GREENFIELD — Before a medical marijuana dispensary opens in Franklin County, the dispensary owners may be asked to pay the host town thousands of dollars, give police access to security cameras or fund new police officers.
State Department of Public Health regulations allow host towns to set fee requirements to mitigate costs and the local impact of the pot business.
Today, the state is slated to award licenses to nonprofits seeking to open the state’s first registered medical marijuana dispensaries.
In Franklin County, three applicants have proposed dispensaries in Deerfield, Greenfield, Montague and Orange. J.M. Farm’s Patient Group Inc., with James Pasiecnik of Whately, A New Leaf, co-directed by Joshua and Marina Goldman of Montague and MR Absolute Medical Resources Inc., directed by Michael Ruggeri of Greenfield are competing. The state is allowed to register up to 35 medical marijuana dispensaries across the state, with at least one but no more than five per county.
While most Franklin County towns have not discussed or decided on what they would ask from the nonprofits, Deerfield town leaders have been more proactive.
In Deerfield, J.M. Farm’s Patient Group Inc. is hoping to put a dispensary in a 15,000-square-foot space at 10 Greenfield Road across from the Red Roof Inn. Selectmen’s Chairwoman Carolyn Shores Ness said the town is looking for the potential dispensary to cover all the costs that may arise for the town.
“We’re passing it on 100 percent. Whatever the costs are. We’re not subsidizing this enterprise,” Shores Ness said.
The biggest issue for Deerfield leaders is security.
The town may tie the permit to funding for two new full-time Deerfield police officers. The first position would be a new school resource officer to educate students about the dangers of drug use. Between the two public schools and three private schools, there are between 2,600 and 2,800 children in town on a single school day.
The second position would be a detective to look at drug issues in Deerfield and throughout Franklin County.
Currently, there are eight full-time police officers, including the chief that provide 24-hour, seven-day-a-week coverage.
In Greenfield, Mayor William Martin expects few issues from a dispensary.
If a dispensary opens in Greenfield, Martin said, the town would look for some assistance on the part of the nonprofit. He said the town won’t discuss greater details until it knows it is getting a dispensary.
In Montague, the selectmen has already endorsed applications from MR Absolute Medical Resources and A New Leaf. Both applicants are eying a location within Turners Falls Industrial Park.
The town hasn’t discussed what it would ask of the dispensaries.
The town is holding a special town meeting on Thursday at Turners Falls High School to ask voters to consider a zoning change that would limit medical marijuana dispensaries, nurseries and processing facilities to the town’s existing commercial and industrial zones.
Since the dispensaries are only allowed by the town by special permit, Town Planner Walter Ramsey said the permit process will give the town a chance to review any proposal.
Montague Police Chief Charles “Chip” Dodge said he has met with representatives from MR Absolute Medical Resources and A New Leaf to discuss security plans.

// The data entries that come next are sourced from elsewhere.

//! Query execution against monitored PostgreSQL targets
//!
//! Collectors never touch diesel directly. They go through the
//! `QueryExecutor` capability, which returns every row as a JSON object
//! keyed by column name.

use anyhow::{Context, Result};
use async_trait::async_trait;
use diesel::pg::PgConnection;
use diesel::prelude::*;
// The domain `Connection` below shadows the prelude's trait
use diesel::Connection as _;
use diesel::sql_types::Text;
use serde::{Deserialize, Serialize};
use serde_json::{Map, Value};
use std::collections::HashMap;
use std::sync::{Arc, Mutex};
use uuid::Uuid;

/// A monitored database target, owned by a user
#[derive(Debug, Clone, PartialEq, Serialize, Deserialize)]
pub struct Connection {
    pub id: Uuid,
    pub user_id: String,
    pub name: String,
    pub connection_string: String,
}

/// One result row: column name -> value
pub type Row = Map<String, Value>;

#[derive(Debug, Clone, Default, PartialEq)]
pub struct QueryResult {
    pub rows: Vec<Row>,
}

impl QueryResult {
    pub fn first(&self) -> Option<&Row> {
        self.rows.first()
    }
}

/// Executes SQL against a target, optionally on behalf of an acting user
#[async_trait]
pub trait QueryExecutor: Send + Sync {
    async fn execute(
        &self,
        connection: &Connection,
        sql: &str,
        as_user: Option<&str>,
    ) -> Result<QueryResult>;
}

/// Numeric view of a column. Postgres `numeric` and `bigint` may arrive as strings.
pub fn as_f64(value: Option<&Value>) -> Option<f64> {
    match value? {
        Value::Number(n) => n.as_f64(),
        Value::String(s) => s.trim().parse().ok(),
        Value::Bool(b) => Some(if *b { 1.0 } else { 0.0 }),
        _ => None,
    }
}

/// Text view of a column; null and missing columns are `None`
pub fn as_text(value: Option<&Value>) -> Option<String> {
    match value? {
        Value::Null => None,
        Value::String(s) if s.is_empty() => None,
        Value::String(s) => Some(s.clone()),
        other => Some(other.to_string()),
    }
}

/// Column rendered for a report line, with a fallback for null
pub fn column_or(row: &Row, column: &str, fallback: &str) -> String {
    as_text(row.get(column)).unwrap_or_else(|| fallback.to_string())
}

// ============================================================================
// PostgreSQL implementation
// ============================================================================

#[derive(QueryableByName, Debug)]
struct JsonRow {
    #[diesel(sql_type = Text)]
    row: String,
}

/// Wrap a statement so each row comes back as a single JSON text column
fn wrap_as_json(sql: &str) -> String {
    let body = sql.trim().trim_end_matches(';').trim_end();
    format!("SELECT row_to_json(q)::text AS row FROM ({}) q", body)
}

/// Diesel-backed executor; keeps one connection per target
pub struct PgQueryExecutor {
    connections: Mutex<HashMap<Uuid, Arc<Mutex<PgConnection>>>>,
}

impl PgQueryExecutor {
    pub fn new() -> Self {
        Self {
            connections: Mutex::new(HashMap::new()),
        }
    }

    fn cached(&self, target: &Connection) -> Result<Option<Arc<Mutex<PgConnection>>>> {
        let cache = self
            .connections
            .lock()
            .map_err(|e| anyhow::anyhow!("Lock error: {}", e))?;
        Ok(cache.get(&target.id).cloned())
    }

    /// Cache a freshly opened connection. A connection cached meanwhile by
    /// another caller wins and is returned instead.
    fn remember(
        &self,
        target: &Connection,
        conn: Arc<Mutex<PgConnection>>,
    ) -> Result<Arc<Mutex<PgConnection>>> {
        let mut cache = self
            .connections
            .lock()
            .map_err(|e| anyhow::anyhow!("Lock error: {}", e))?;
        Ok(cache.entry(target.id).or_insert(conn).clone())
    }

    async fn connection_for(&self, target: &Connection) -> Result<Arc<Mutex<PgConnection>>> {
        if let Some(conn) = self.cached(target)? {
            return Ok(conn);
        }

        // Connecting blocks, so it runs off the runtime and without the cache lock
        let url = target.connection_string.clone();
        let name = target.name.clone();
        let conn = tokio::task::spawn_blocking(move || {
            PgConnection::establish(&url).with_context(|| format!("Failed to connect to '{}'", name))
        })
        .await
        .context("Connect task panicked")??;

        tracing::debug!("Opened connection to target '{}'", target.name);
        self.remember(target, Arc::new(Mutex::new(conn)))
    }

    fn forget(&self, target: &Connection) {
        if let Ok(mut cache) = self.connections.lock() {
            cache.remove(&target.id);
        }
    }
}

impl Default for PgQueryExecutor {
    fn default() -> Self {
        Self::new()
    }
}

#[async_trait]
impl QueryExecutor for PgQueryExecutor {
    async fn execute(
        &self,
        connection: &Connection,
        sql: &str,
        as_user: Option<&str>,
    ) -> Result<QueryResult> {
        let handle = self.connection_for(connection).await?;
        let wrapped = wrap_as_json(sql);
        let as_user = as_user.map(str::to_string);

        let loaded = tokio::task::spawn_blocking(move || -> Result<Vec<JsonRow>> {
            let mut conn = handle
                .lock()
                .map_err(|e| anyhow::anyhow!("Lock error: {}", e))?;

            let rows = match as_user {
                // Scoped to the transaction so the setting never leaks to other runs
                Some(user) => conn.transaction::<_, diesel::result::Error, _>(move |conn| {
                    diesel::sql_query("SELECT set_config('vigil.acting_user', $1, true)")
                        .bind::<Text, _>(user)
                        .execute(conn)?;
                    diesel::sql_query(wrapped).load::<JsonRow>(conn)
                })?,
                None => diesel::sql_query(wrapped).load::<JsonRow>(&mut *conn)?,
            };
            Ok(rows)
        })
        .await
        .context("Query task panicked")?;

        let loaded = match loaded {
            Ok(rows) => rows,
            Err(e) => {
                if e.downcast_ref::<diesel::result::Error>().is_some_and(|err| {
                    matches!(
                        err,
                        diesel::result::Error::DatabaseError(
                            diesel::result::DatabaseErrorKind::ClosedConnection,
                            _
                        )
                    )
                }) {
                    self.forget(connection);
                }
                return Err(e);
            }
        };

        let rows = loaded
            .into_iter()
            .map(|r| serde_json::from_str::<Row>(&r.row).context("Failed to decode row JSON"))
            .collect::<Result<Vec<_>>>()?;

        Ok(QueryResult { rows })
    }
}

// ============================================================================
// Test support
// ============================================================================


#[cfg(test)]
mod tests {
    use super::*;
    use serde_json::json;

    #[test]
    fn test_wrap_as_json_strips_terminator() {
        let wrapped = wrap_as_json("  SELECT 1 AS one;\n ");
        assert_eq!(
            wrapped,
            "SELECT row_to_json(q)::text AS row FROM (SELECT 1 AS one) q"
        );
    }

    #[test]
    fn test_as_f64_coerces_strings_and_numbers() {
        assert_eq!(as_f64(Some(&json!(12.5))), Some(12.5));
        assert_eq!(as_f64(Some(&json!("42"))), Some(42.0));
        assert_eq!(as_f64(Some(&json!(null))), None);
        assert_eq!(as_f64(None), None);
        assert_eq!(as_f64(Some(&json!("n/a"))), None);
    }

    #[test]
    fn test_as_text_treats_null_and_empty_as_missing() {
        assert_eq!(as_text(Some(&json!("abc"))), Some("abc".to_string()));
        assert_eq!(as_text(Some(&json!(7))), Some("7".to_string()));
        assert_eq!(as_text(Some(&json!(""))), None);
        assert_eq!(as_text(Some(&json!(null))), None);
    }

    #[tokio::test]
    async fn test_failed_connect_is_not_cached() {
        let executor = PgQueryExecutor::new();
        let unreachable = Connection {
            id: Uuid::new_v4(),
            user_id: "user-1".to_string(),
            name: "offline".to_string(),
            connection_string: "postgres://vigil@127.0.0.1:1/app?connect_timeout=2".to_string(),
        };

        let err = executor
            .execute(&unreachable, "SELECT 1", None)
            .await
            .unwrap_err();

        assert!(err.to_string().contains("Failed to connect to 'offline'"));
        // The cache lock is free again and holds nothing for the target
        assert!(executor.cached(&unreachable).unwrap().is_none());
        assert!(executor.connections.try_lock().is_ok());
    }
}
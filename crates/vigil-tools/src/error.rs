use thiserror::Error;

#[derive(Debug, Error)]
pub enum CollectorError {
    #[error("Unsupported metric type: {0}")]
    UnsupportedMetric(String),
    #[error("Query failed: {0}")]
    Query(#[from] anyhow::Error),
}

If his town is selected, Dodge said, he would like his department to have access to the surveillance cameras. State law permits local law enforcement to have access to surveillance.

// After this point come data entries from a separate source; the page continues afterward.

//! PostgreSQL activity report
//!
//! Builds a four-section report (active queries, slow queries, connections,
//! transactions). Each section is queried on its own; a section that cannot
//! be collected is replaced by an explanatory line so the rest of the report
//! still reaches the caller.

use anyhow::Result;
use std::sync::Arc;
use tracing::warn;

use crate::query::{as_f64, column_or, Connection, QueryExecutor, Row};

const ACTIVE_QUERIES_SQL: &str = "SELECT pid, usename AS user, application_name, client_addr, state, \
       wait_event_type, wait_event, query_start, state_change, query \
     FROM pg_stat_activity \
     WHERE datname = current_database() \
       AND state = 'active' \
       AND query NOT LIKE '%pg_stat_activity%' \
       AND query NOT LIKE '%pg_stat_database%' \
     ORDER BY query_start DESC \
     LIMIT 100";

const SLOW_QUERY_EXTENSION_SQL: &str =
    "SELECT EXISTS (SELECT 1 FROM pg_extension WHERE extname = 'pg_stat_statements') AS installed";

const SLOW_QUERIES_SQL: &str = "SELECT query, calls, total_exec_time, mean_exec_time, rows \
     FROM pg_stat_statements \
     WHERE dbid = (SELECT oid FROM pg_database WHERE datname = current_database()) \
     ORDER BY total_exec_time DESC \
     LIMIT 20";

const TRANSACTIONS_SQL: &str = "SELECT datname, xact_commit, xact_rollback, blks_read, blks_hit, \
       tup_returned, tup_fetched, tup_inserted, tup_updated, tup_deleted \
     FROM pg_stat_database \
     WHERE datname = current_database()";

const SLOW_QUERIES_UNAVAILABLE: &str =
    "pg_stat_statements extension is not installed. Slow query logging is not available.";

fn connections_sql(period_seconds: u64) -> String {
    format!(
        "SELECT pid, usename AS user, application_name, client_addr, state, \
           wait_event_type, wait_event, query_start, state_change, query \
         FROM pg_stat_activity \
         WHERE datname = current_database() \
           AND (state_change IS NULL OR state_change >= now() - make_interval(secs => {})) \
         ORDER BY query_start DESC NULLS LAST \
         LIMIT 100",
        period_seconds
    )
}

/// What a section produced
enum SectionBody {
    /// Individual entries, subject to the grep filter
    Entries(Vec<String>),
    /// A fixed statement, shown as-is
    Note(String),
}

struct Section {
    title: &'static str,
    /// Shown when there are no entries
    empty: &'static str,
    /// Used in the explanatory line when the section fails
    subject: &'static str,
    filterable: bool,
}

const ACTIVE_QUERIES: Section = Section {
    title: "Active Queries",
    empty: "No active queries found.",
    subject: "active queries",
    filterable: true,
};

const SLOW_QUERIES: Section = Section {
    title: "Slow Queries",
    empty: "No slow query statistics found.",
    subject: "slow query statistics",
    filterable: true,
};

const CONNECTIONS: Section = Section {
    title: "Connections",
    empty: "No connections found.",
    subject: "connection activity",
    filterable: true,
};

const TRANSACTIONS: Section = Section {
    title: "Transactions",
    empty: "No transaction statistics found.",
    subject: "transaction statistics",
    filterable: false,
};

fn render_section(
    section: &Section,
    body: Result<SectionBody>,
    grep: Option<&str>,
    target: &str,
) -> String {
    let text = match body {
        Ok(SectionBody::Note(note)) => note,
        Ok(SectionBody::Entries(entries)) => {
            let needle = grep.filter(|g| section.filterable && !g.is_empty());
            let entries: Vec<String> = match needle {
                Some(g) => {
                    let g = g.to_lowercase();
                    entries
                        .into_iter()
                        .filter(|e| e.to_lowercase().contains(&g))
                        .collect()
                }
                None => entries,
            };

            if entries.is_empty() {
                match needle {
                    Some(g) => format!("No entries matching '{}'.", g),
                    None => section.empty.to_string(),
                }
            } else {
                entries.join("\n\n")
            }
        }
        Err(e) => {
            warn!("Failed to collect {} for '{}': {}", section.subject, target, e);
            format!("Unable to retrieve {}: {}", section.subject, e)
        }
    };

    format!("=== {} ===\n{}", section.title, text)
}

/// One backend from pg_stat_activity
fn render_backend(row: &Row) -> String {
    let wait = match (
        crate::query::as_text(row.get("wait_event_type")),
        crate::query::as_text(row.get("wait_event")),
    ) {
        (Some(kind), Some(event)) => format!("\nWaiting: {} - {}", kind, event),
        _ => String::new(),
    };

    format!(
        "[{}] {}@{} ({})\nState: {}\nStarted: {}\nLast State Change: {}{}\nQuery: {}",
        column_or(row, "pid", "?"),
        column_or(row, "user", "unknown"),
        column_or(row, "application_name", "unknown"),
        column_or(row, "client_addr", "local"),
        column_or(row, "state", "idle"),
        column_or(row, "query_start", "N/A"),
        column_or(row, "state_change", "N/A"),
        wait,
        column_or(row, "query", "N/A"),
    )
}

fn render_statement(row: &Row) -> String {
    format!(
        "Query: {}\nCalls: {}\nTotal Time: {:.2}ms\nMean Time: {:.2}ms\nRows: {}",
        column_or(row, "query", "N/A"),
        column_or(row, "calls", "0"),
        as_f64(row.get("total_exec_time")).unwrap_or(0.0),
        as_f64(row.get("mean_exec_time")).unwrap_or(0.0),
        column_or(row, "rows", "0"),
    )
}

fn render_transactions(stats: &Row) -> String {
    let hit = as_f64(stats.get("blks_hit")).unwrap_or(0.0);
    let read = as_f64(stats.get("blks_read")).unwrap_or(0.0);
    let hit_ratio = if hit + read > 0.0 {
        hit / (hit + read) * 100.0
    } else {
        0.0
    };

    format!(
        "Database: {}\nTransactions:\n  Committed: {}\n  Rolled Back: {}\n\
         Block Statistics:\n  Read: {}\n  Hit: {}\n  Hit Ratio: {:.2}%\n\
         Tuple Statistics:\n  Returned: {}\n  Fetched: {}\n  Inserted: {}\n  Updated: {}\n  Deleted: {}",
        column_or(stats, "datname", "unknown"),
        column_or(stats, "xact_commit", "0"),
        column_or(stats, "xact_rollback", "0"),
        column_or(stats, "blks_read", "0"),
        column_or(stats, "blks_hit", "0"),
        hit_ratio,
        column_or(stats, "tup_returned", "0"),
        column_or(stats, "tup_fetched", "0"),
        column_or(stats, "tup_inserted", "0"),
        column_or(stats, "tup_updated", "0"),
        column_or(stats, "tup_deleted", "0"),
    )
}

pub struct LogCollector {
    executor: Arc<dyn QueryExecutor>,
}

impl LogCollector {
    pub fn new(executor: Arc<dyn QueryExecutor>) -> Self {
        Self { executor }
    }

    /// Build the report. Never fails; unavailable sections explain themselves.
    pub async fn collect_report(
        &self,
        connection: &Connection,
        period_seconds: u64,
        grep: Option<&str>,
        as_user: Option<&str>,
    ) -> String {
        let active = self.active_queries(connection, as_user).await;
        let slow = self.slow_queries(connection, as_user).await;
        let connections = self.connections(connection, period_seconds, as_user).await;
        let transactions = self.transactions(connection, as_user).await;

        let target = connection.name.as_str();
        let mut report = vec![format!(
            "PostgreSQL activity for '{}' (window: last {}s)",
            target, period_seconds
        )];
        if let Some(g) = grep.filter(|g| !g.is_empty()) {
            report.push(format!("Filter: '{}'", g));
        }
        report.push(render_section(&ACTIVE_QUERIES, active, grep, target));
        report.push(render_section(&SLOW_QUERIES, slow, grep, target));
        report.push(render_section(&CONNECTIONS, connections, grep, target));
        report.push(render_section(&TRANSACTIONS, transactions, grep, target));

        report.join("\n\n")
    }

    async fn active_queries(
        &self,
        connection: &Connection,
        as_user: Option<&str>,
    ) -> Result<SectionBody> {
        let result = self
            .executor
            .execute(connection, ACTIVE_QUERIES_SQL, as_user)
            .await?;
        Ok(SectionBody::Entries(
            result.rows.iter().map(render_backend).collect(),
        ))
    }

    async fn slow_queries(
        &self,
        connection: &Connection,
        as_user: Option<&str>,
    ) -> Result<SectionBody> {
        let check = self
            .executor
            .execute(connection, SLOW_QUERY_EXTENSION_SQL, as_user)
            .await?;
        let installed = check
            .first()
            .and_then(|row| row.get("installed"))
            .and_then(|v| v.as_bool())
            .unwrap_or(false);

        if !installed {
            return Ok(SectionBody::Note(SLOW_QUERIES_UNAVAILABLE.to_string()));
        }

        let result = self
            .executor
            .execute(connection, SLOW_QUERIES_SQL, as_user)
            .await?;
        Ok(SectionBody::Entries(
            result.rows.iter().map(render_statement).collect(),
        ))
    }

    async fn connections(
        &self,
        connection: &Connection,
        period_seconds: u64,
        as_user: Option<&str>,
    ) -> Result<SectionBody> {
        let result = self
            .executor
            .execute(connection, &connections_sql(period_seconds), as_user)
            .await?;
        Ok(SectionBody::Entries(
            result.rows.iter().map(render_backend).collect(),
        ))
    }

    async fn transactions(
        &self,
        connection: &Connection,
        as_user: Option<&str>,
    ) -> Result<SectionBody> {
        let result = self
            .executor
            .execute(connection, TRANSACTIONS_SQL, as_user)
            .await?;
        Ok(SectionBody::Entries(
            result.first().map(render_transactions).into_iter().collect(),
        ))
    }
}

#[cfg(test)]
mod tests {
    use super::*;
    use crate::query::testing::{target, ScriptedExecutor};
    use serde_json::json;

    fn backend(pid: i64, query: &str) -> serde_json::Value {
        json!({
            "pid": pid,
            "user": "app",
            "application_name": "api",
            "client_addr": null,
            "state": "active",
            "wait_event_type": "Lock",
            "wait_event": "relation",
            "query_start": "2024-01-01T10:00:00+00:00",
            "state_change": null,
            "query": query
        })
    }

    fn stats() -> serde_json::Value {
        json!({
            "datname": "app",
            "xact_commit": 900,
            "xact_rollback": 3,
            "blks_read": 25,
            "blks_hit": 75,
            "tup_returned": 1,
            "tup_fetched": 2,
            "tup_inserted": 3,
            "tup_updated": 4,
            "tup_deleted": 5
        })
    }

    #[test]
    fn test_report_without_slow_query_extension() {
        let executor = ScriptedExecutor::new()
            .rows("pg_extension", vec![json!({ "installed": false })])
            .rows("state = 'active'", vec![backend(41, "UPDATE orders SET paid = true")])
            .rows("make_interval", vec![])
            .rows("FROM pg_stat_database", vec![stats()]);
        let collector = LogCollector::new(Arc::new(executor));

        let report = tokio_test::block_on(collector.collect_report(&target(), 600, None, None));

        assert!(report.starts_with("PostgreSQL activity for 'primary' (window: last 600s)"));
        for title in ["Active Queries", "Slow Queries", "Connections", "Transactions"] {
            assert!(report.contains(&format!("=== {} ===", title)), "missing {}", title);
        }
        assert!(report.contains(SLOW_QUERIES_UNAVAILABLE));
        assert!(report.contains("[41] app@api (local)"));
        assert!(report.contains("Waiting: Lock - relation"));
        assert!(report.contains("No connections found."));
        assert!(report.contains("Hit Ratio: 75.00%"));
    }

    #[test]
    fn test_failing_sections_degrade_independently() {
        let executor = ScriptedExecutor::new()
            .fail("pg_extension", "permission denied for pg_extension")
            .fail("state = 'active'", "canceling statement due to statement timeout")
            .rows("make_interval", vec![backend(7, "SELECT 1")])
            .fail("FROM pg_stat_database", "connection reset");
        let collector = LogCollector::new(Arc::new(executor));

        let report = tokio_test::block_on(collector.collect_report(&target(), 60, None, None));

        assert!(report.contains("Unable to retrieve active queries: canceling statement"));
        assert!(report.contains("Unable to retrieve slow query statistics: permission denied"));
        assert!(report.contains("[7] app@api"));
        assert!(report.contains("Unable to retrieve transaction statistics: connection reset"));
    }

    #[test]
    fn test_slow_queries_rendered_when_installed() {
        let executor = ScriptedExecutor::new()
            .rows("pg_extension", vec![json!({ "installed": true })])
            .rows(
                "FROM pg_stat_statements",
                vec![json!({
                    "query": "SELECT * FROM orders WHERE customer_id = $1",
                    "calls": 1200,
                    "total_exec_time": 5321.456,
                    "mean_exec_time": 4.4345,
                    "rows": 1200
                })],
            )
            .rows("state = 'active'", vec![])
            .rows("make_interval", vec![])
            .rows("FROM pg_stat_database", vec![]);
        let collector = LogCollector::new(Arc::new(executor));

        let report = tokio_test::block_on(collector.collect_report(&target(), 60, None, None));

        assert!(report.contains("Calls: 1200\nTotal Time: 5321.46ms\nMean Time: 4.43ms"));
        assert!(report.contains("No active queries found."));
        assert!(report.contains("No transaction statistics found."));
    }

    #[test]
    fn test_grep_filters_entries() {
        let executor = ScriptedExecutor::new()
            .rows("pg_extension", vec![json!({ "installed": false })])
            .rows(
                "state = 'active'",
                vec![
                    backend(1, "UPDATE orders SET paid = true"),
                    backend(2, "SELECT * FROM invoices"),
                ],
            )
            .rows("make_interval", vec![backend(3, "VACUUM invoices")])
            .rows("FROM pg_stat_database", vec![stats()]);
        let collector = LogCollector::new(Arc::new(executor));

        let report =
            tokio_test::block_on(collector.collect_report(&target(), 60, Some("ORDERS"), None));

        assert!(report.contains("Filter: 'ORDERS'"));
        assert!(report.contains("[1] app@api"));
        assert!(!report.contains("[2] app@api"));
        assert!(report.contains("No entries matching 'ORDERS'."));
        // Counters are not filtered
        assert!(report.contains("Database: app"));
    }

    #[test]
    fn test_connections_window_uses_period() {
        assert!(connections_sql(900).contains("make_interval(secs => 900)"));
    }
}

If the town asked him if he’d like funding for his department, Dodge said he would ask for funding for an additional officer.
But Dodge said his department won’t go any further until the town finds out if a developer is coming to town.
Dodge said he doesn’t expect many issues to arise from the dispensary.
“The state law is pretty strict on the security measures that have to be met,” he said.
He added that the proposed location for the two developers is in the best possible location for a dispensary within the industrial park.
“We won’t have any problems with traffic,” Dodge said.
MR Absolute Resources has looked at the Orange Innovation Center on West Main Street in Orange as a location.
Acting Chief of Police Craig Lundgren said his town is as “prepared as well as it could be.”
“I reviewed the state regulations. They are very strict and if it happens in Orange I don’t anticipate any problems,” Lundgren said.
The Orange Board of Selectmen is also waiting to find out if the town is selected.